Above result is also true for a number of terms.
Using it we have,
 $ |{z_0}^n\cos {\theta _0}| + |{z_0}^{n - 1}\cos {\theta _1}| + ......... + |{z_0}\cos {\theta _{n - 1}}| + |\cos {\theta _n}| \geqslant 2 $
Or above equation can be written as:
 $ |{z_0}^n||\cos {\theta _0}| + |{z_0}^{n - 1}||\cos {\theta _1}| + .......|{z_0}||\cos {\theta _{n - 1}}| + |\cos {\theta _n}| \geqslant 2 $
We know that maximum value of each $ |\cos \theta |\, = 1,\,\,\theta \in R $
Hence, above equation becomes:
 $ |{z_0}^n| + |{z_0}^{n - 1}| + ........|{z_0}| + 1 \geqslant 2 $
If $ |{z_0}| > 1 $ then the result of the above series is true.
Therefore, considering $ |{z_0}| \leqslant 1 $
Right hand side of the above equation is a geometric progression.
Sum of the G.P. is given as:
\[
  1\left( {\dfrac{{1 - |{z_0}{|^{n + 1}}}}{{1 - |{z_0}|}}} \right) \geqslant 2 \\
   \Rightarrow 1 - |{z_0}{|^{n + 1}} \geqslant 2 - 2|{z_0}| \\
   \Rightarrow - \left\{ {|{z_0}{|^{n + 1}} - 1} \right\} \geqslant 2 - 2|{z_0}| \\
   \Rightarrow |{z_0}{|^{n + 1}} - 1 \leqslant 2|{z_0}| - 2 \\
   \Rightarrow |{z_0}{|^{n + 1}} \leqslant 2|{z_0}| - 2 + 1 \\
   \Rightarrow |{z_0}{|^{n + 1}} \leqslant 2|{z_0}| - 1 \\
 \]
Since, we have taken $ |{z_0}| < 1 $ . Which implies that as value of $ |{z_0}{|^{n + 1}} $ increasing its value will be decreasing or we can say that for n being infinite value will tend to zero.

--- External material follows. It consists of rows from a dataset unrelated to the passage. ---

// lib.rs - Shared care-coordination core

#![forbid(unsafe_code)]
#![deny(clippy::all)]
#![warn(clippy::pedantic)]
#![allow(clippy::module_name_repetitions)]
#![allow(clippy::too_many_lines)]

pub mod app;
pub mod booking;
pub mod capabilities;
pub mod emergency;
pub mod event;
pub mod model;
pub mod retry;
pub mod router;
pub mod transport;

use serde::{Deserialize, Serialize};
use std::collections::HashMap;
use std::time::Duration;

pub use app::{AppConfig, CareApp, PushOutcome};
pub use booking::{BookingError, BookingFlowConfig, BookingFlowManager};
pub use capabilities::Capabilities;
pub use emergency::{CoordinatorConfig, EmergencyCoordinator, EmergencyError, TriggerReport};
pub use event::{NotificationAction, NotificationEvent, NotificationType};
pub use model::*;
pub use router::{route, NavigationIntent};

pub const EMERGENCY_POLL_INTERVAL: Duration = Duration::from_secs(5);
pub const BOOKING_POLL_INTERVAL: Duration = Duration::from_secs(10);
pub const LOCATION_TIMEOUT: Duration = Duration::from_secs(10);
pub const REQUEST_TIMEOUT: Duration = Duration::from_secs(30);
pub const MAX_POLL_INTERVAL: Duration = Duration::from_secs(300);
pub const PUSH_DEDUP_CAPACITY: usize = 128;
pub const DEFAULT_HISTORY_ATTEMPTS: u32 = 3;
pub const DEFAULT_HISTORY_BACKOFF: Duration = Duration::from_millis(500);

/// Shown on every offline failure along the emergency path.
pub const EMERGENCY_FALLBACK_TEXT: &str =
    "call your emergency contact or local emergency services directly";

#[derive(Debug, Clone, Copy, PartialEq, Eq, Hash, Serialize, Deserialize)]
pub enum ErrorSeverity {
    Transient,
    Permanent,
    Fatal,
}

#[derive(Debug, Clone, Copy, PartialEq, Eq, Hash, Serialize, Deserialize)]
pub enum ErrorKind {
    Offline,
    Timeout,
    Conflict,
    Precondition,
    ServerRejected,
    NotFound,
    Authorization,
    Validation,
    Internal,
}

impl ErrorKind {
    #[must_use]
    pub const fn code(self) -> &'static str {
        match self {
            Self::Offline => "OFFLINE",
            Self::Timeout => "TIMEOUT",
            Self::Conflict => "CONFLICT",
            Self::Precondition => "PRECONDITION_FAILED",
            Self::ServerRejected => "SERVER_REJECTED",
            Self::NotFound => "NOT_FOUND",
            Self::Authorization => "FORBIDDEN",
            Self::Validation => "VALIDATION_ERROR",
            Self::Internal => "INTERNAL_ERROR",
        }
    }

    #[must_use]
    pub const fn default_severity(self) -> ErrorSeverity {
        match self {
            Self::Offline | Self::Timeout | Self::ServerRejected => ErrorSeverity::Transient,
            Self::Conflict
            | Self::NotFound
            | Self::Authorization
            | Self::Validation
            | Self::Precondition => ErrorSeverity::Permanent,
            Self::Internal => ErrorSeverity::Fatal,
        }
    }

    /// Whether a caller-level retry could succeed. Conflicts and precondition
    /// failures never do.
    #[must_use]
    pub const fn is_retryable(self) -> bool {
        matches!(self, Self::Offline | Self::Timeout | Self::ServerRejected)
    }

    #[must_use]
    pub const fn http_status_hint(self) -> Option<u16> {
        match self {
            Self::Authorization => Some(403),
            Self::NotFound => Some(404),
            Self::Conflict => Some(409),
            Self::Validation => Some(400),
            Self::Timeout => Some(408),
            Self::ServerRejected | Self::Internal => Some(500),
            Self::Offline | Self::Precondition => None,
        }
    }
}

/// Out-of-band action the UI must offer when the app itself cannot help.
#[derive(Debug, Clone, PartialEq, Eq, Serialize, Deserialize)]
pub enum FallbackAction {
    CallEmergencyContact { phone: Option<String> },
}

#[derive(Debug, Clone, Serialize, Deserialize, PartialEq)]
pub struct AppError {
    pub kind: ErrorKind,
    pub severity: ErrorSeverity,
    pub message: String,
    pub fallback: Option<FallbackAction>,
    pub context: HashMap<String, String>,
}

impl AppError {
    #[must_use]
    pub fn new(kind: ErrorKind, message: impl Into<String>) -> Self {
        Self {
            kind,
            severity: kind.default_severity(),
            message: message.into(),
            fallback: None,
            context: HashMap::new(),
        }
    }

    #[must_use]
    pub fn with_fallback(mut self, fallback: FallbackAction) -> Self {
        self.fallback = Some(fallback);
        self
    }

    #[must_use]
    pub fn with_severity(mut self, severity: ErrorSeverity) -> Self {
        self.severity = severity;
        self
    }

    #[must_use]
    pub fn with_context(mut self, key: impl Into<String>, value: impl Into<String>) -> Self {
        self.context.insert(key.into(), value.into());
        self
    }

    #[must_use]
    pub const fn code(&self) -> &'static str {
        self.kind.code()
    }

    #[must_use]
    pub const fn is_retryable(&self) -> bool {
        self.kind.is_retryable() && !matches!(self.severity, ErrorSeverity::Fatal)
    }

    #[must_use]
    pub fn user_facing_message(&self) -> String {
        let base = match self.kind {
            ErrorKind::Offline => {
                "Unable to reach the server. Please check your internet connection.".to_string()
            }
            ErrorKind::Timeout => "The request timed out.".to_string(),
            ErrorKind::Conflict => self.message.clone(),
            ErrorKind::Precondition => self.message.clone(),
            ErrorKind::ServerRejected => {
                if self.message.is_empty() {
                    "The server could not complete the request.".to_string()
                } else {
                    self.message.clone()
                }
            }
            ErrorKind::NotFound => "The requested item could not be found.".to_string(),
            ErrorKind::Authorization => {
                "You don't have permission to perform this action.".to_string()
            }
            ErrorKind::Validation => self.message.clone(),
            ErrorKind::Internal => {
                "An unexpected error occurred. Please try again or contact support.".to_string()
            }
        };

        match &self.fallback {
            Some(FallbackAction::CallEmergencyContact { phone: Some(phone) }) => {
                format!("{base} Please {EMERGENCY_FALLBACK_TEXT} ({phone}).")
            }
            Some(FallbackAction::CallEmergencyContact { phone: None }) => {
                format!("{base} Please {EMERGENCY_FALLBACK_TEXT}.")
            }
            None => base,
        }
    }

    #[must_use]
    pub fn from_http_status(status: u16, body: Option<&[u8]>) -> Self {
        let kind = match status {
            400 | 422 => ErrorKind::Validation,
            401 | 403 => ErrorKind::Authorization,
            404 => ErrorKind::NotFound,
            408 => ErrorKind::Timeout,
            409 => ErrorKind::Conflict,
            500..=599 => ErrorKind::ServerRejected,
            _ => ErrorKind::Internal,
        };

        let message = body
            .and_then(ApiErrorResponse::parse)
            .map_or_else(|| format!("HTTP error: {status}"), |e| e.message);

        Self::new(kind, message).with_context("http_status", status.to_string())
    }
}

impl std::fmt::Display for AppError {
    fn fmt(&self, f: &mut std::fmt::Formatter<'_>) -> std::fmt::Result {
        write!(f, "[{}] {}", self.code(), self.message)
    }
}

impl std::error::Error for AppError {}

/// Server error envelope. Two shapes are in use:
/// `{"error": {"code", "message", "status"}}` and `{"detail": "..."}`.
#[derive(Debug, Clone, PartialEq, Eq, Serialize, Deserialize)]
pub struct ApiErrorResponse {
    pub code: Option<String>,
    pub message: String,
}

impl ApiErrorResponse {
    #[must_use]
    pub fn parse(body: &[u8]) -> Option<Self> {
        #[derive(Deserialize)]
        struct Inner {
            #[serde(default)]
            code: Option<String>,
            #[serde(default)]
            message: Option<String>,
        }

        #[derive(Deserialize)]
        struct Envelope {
            #[serde(default)]
            error: Option<Inner>,
            #[serde(default)]
            detail: Option<serde_json::Value>,
            #[serde(default)]
            message: Option<String>,
        }

        let env: Envelope = serde_json::from_slice(body).ok()?;
        if let Some(Inner { code, message: Some(message) }) = env.error {
            return Some(Self { code, message });
        }
        match env.detail {
            Some(serde_json::Value::String(message)) => {
                return Some(Self { code: None, message })
            }
            Some(other) if !other.is_null() => {
                return Some(Self {
                    code: None,
                    message: other.to_string(),
                })
            }
            _ => {}
        }
        env.message.map(|message| Self { code: None, message })
    }
}

pub type AppResult<T> = Result<T, AppError>;

impl From<model::CoordinateError> for AppError {
    fn from(e: model::CoordinateError) -> Self {
        AppError::new(ErrorKind::Validation, e.to_string())
    }
}

#[must_use]
pub fn get_current_time_ms() -> u64 {
    std::time::SystemTime::now()
        .duration_since(std::time::UNIX_EPOCH)
        .map(duration_ms)
        .unwrap_or(0)
}

/// Whole milliseconds, saturating at `u64::MAX`.
pub(crate) fn duration_ms(d: Duration) -> u64 {
    u64::try_from(d.as_millis()).unwrap_or(u64::MAX)
}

Therefore, from the above equation. We can say that
 $
  0 < 2|{z_0}| - 1 \\
   \Rightarrow 1 < 2|{z_0}| \\
   \Rightarrow \dfrac{1}{2} < |{z_0}| \;
  $
Therefore, required value of $ |{z_0}| $ is greater than $ \dfrac{1}{2}. $
So, the correct answer is “Option C”.

Note: In geometric progression, to find sum of the series there are two formulas of sum, out of which one formula is for that G.P. in which value of common ratio less than one and other formula is for that G.P. series in which the value of common ratio is greater than one. So, one should choose the correct formula according to G.P. series so formed to get the correct solution of the problem.